Programme annuel de prévention ou « Mieux vaut penser le changement que changer le pansement » (Francis BLANCHE).

 

Mon dernier post sur l’évaluation des risques (17/10/2017) suite à un échange avec des préventeurs a été l’occasion de réflexions complémentaires. Si vous souhaitez avoir des informations sur les UT et leur définition, ce qui est un vrai sujet de fond, je vous invite à lire les commentaires « d’Henri » sur mon blog et ceux complétés sur un forum de prévention (http://www.previnfo.net/viewtopic.php?topic=18381&forum=13).

Je souhaite donc revenir sur le programme annuel de prévention qui doit compléter utilement cet article sur l’EvRP.

Et je commence volontiers cet article par une question :

  • qui n’a jamais réalisé d’EvRP en ligne avec un plan d’actions voulant répondre ligne à ligne à chaque situation soulevée… ? Moi le premier, je peux vous dire que j’ai failli par excès en voulant faire bien !

Pourtant, une fois encore, nous pouvons nous plaindre de la réglementation alors qu’elle ne nous a jamais demandé cela. Nous alourdissons notre EvRP ou notre DUER sans nécessité.

Toutes les entreprises sont dans une démarche d’amélioration continue et de mesure de cette amélioration, il semble pourtant parfois que la législation freine les initiatives simples en matière de prévention des risques professionnels. Nous voulons appliquer la loi, le décret et sa circulaire explicative dans une carcan extrémiste avec un manque de discernement certain et ce ne sont ni les logiciels sur le marché, ni les EvRP à « n » inconnues qui aident à la simplification.

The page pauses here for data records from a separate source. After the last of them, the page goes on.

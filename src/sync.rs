//! Optimistic, local-first task list reconciled with the remote task store.
//!
//! Every mutation is applied to the in-memory list immediately and sent to the
//! store on a worker thread. Per task at most one remote call is in flight;
//! later mutations queue behind it. A failed call restores the last value the
//! store confirmed (or removes a task that was never created) and drops the
//! mutations queued behind it.

use crate::models::{LocalId, StatusFilter, Task, TimeWindow, local_now};
use crate::task_store::{TaskStore, TaskStoreError};
use chrono::NaiveDate;
use std::collections::{BTreeMap, HashMap, VecDeque};
use std::sync::Arc;
use std::sync::mpsc::{self, Receiver, Sender};
use std::thread;
use thiserror::Error;
use tracing::{debug, info, warn};

const FIRST_TASK_WEIGHT: u32 = 50;

#[derive(Debug, Error, PartialEq, Eq)]
pub enum SyncError {
    #[error("task {0} not found")]
    NotFound(LocalId),
    #[error("task {0} is already done and cannot be reopened")]
    Reopen(LocalId),
}

#[derive(Clone, Debug, PartialEq)]
pub enum SyncEvent {
    Created {
        local_id: LocalId,
        remote_id: String,
    },
    Updated {
        local_id: LocalId,
    },
    RolledBack {
        local_id: LocalId,
        error: TaskStoreError,
        /// Queued mutations dropped along with the failed one.
        discarded: usize,
    },
    Loaded {
        count: usize,
    },
    LoadFailed(TaskStoreError),
    TagsLoaded(Vec<String>),
    TagsFailed(TaskStoreError),
}

#[derive(Clone, Copy, Debug, Default, PartialEq, Eq)]
pub struct DaySummary {
    pub done: usize,
    pub open: usize,
}

struct MutationQueue {
    /// Last value the store accepted; `None` until the first create succeeds.
    confirmed: Option<Task>,
    in_flight: Option<Task>,
    waiting: VecDeque<Task>,
}

impl MutationQueue {
    fn new(confirmed: Option<Task>) -> Self {
        Self {
            confirmed,
            in_flight: None,
            waiting: VecDeque::new(),
        }
    }

    fn len(&self) -> usize {
        self.waiting.len() + usize::from(self.in_flight.is_some())
    }

    /// Newest local value; matches the task in the list while it is visible.
    fn latest(&self) -> Option<&Task> {
        self.waiting.back().or(self.in_flight.as_ref())
    }
}

enum Completion {
    Mutation {
        local_id: LocalId,
        result: Result<Option<String>, TaskStoreError>,
    },
    Load {
        generation: u64,
        window: TimeWindow,
        filter: StatusFilter,
        result: Result<Vec<Task>, TaskStoreError>,
    },
    Tags(Result<Vec<String>, TaskStoreError>),
}

pub struct SyncEngine {
    store: Arc<dyn TaskStore>,
    tasks: Vec<Task>,
    queues: HashMap<LocalId, MutationQueue>,
    /// Local ids of tasks created here, by remote id. Loaded pages map to them.
    created_ids: HashMap<String, LocalId>,
    sender: Sender<Completion>,
    inbox: Receiver<Completion>,
    outstanding: usize,
    load_generation: u64,
    loading: bool,
    view: Option<(TimeWindow, StatusFilter)>,
    tag_options: Vec<String>,
    revision: u64,
}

Aussi, après l’évaluation des risques et son document unique, j’ai constaté que le programme annuel de prévention et évaluation des risques se trouvent dans une relation quasi-exclusive au sein de nombreuses organisations (on peut également constater que le programme annuel de prévention n’est pas un sujet dans de trop nombreuses structures).  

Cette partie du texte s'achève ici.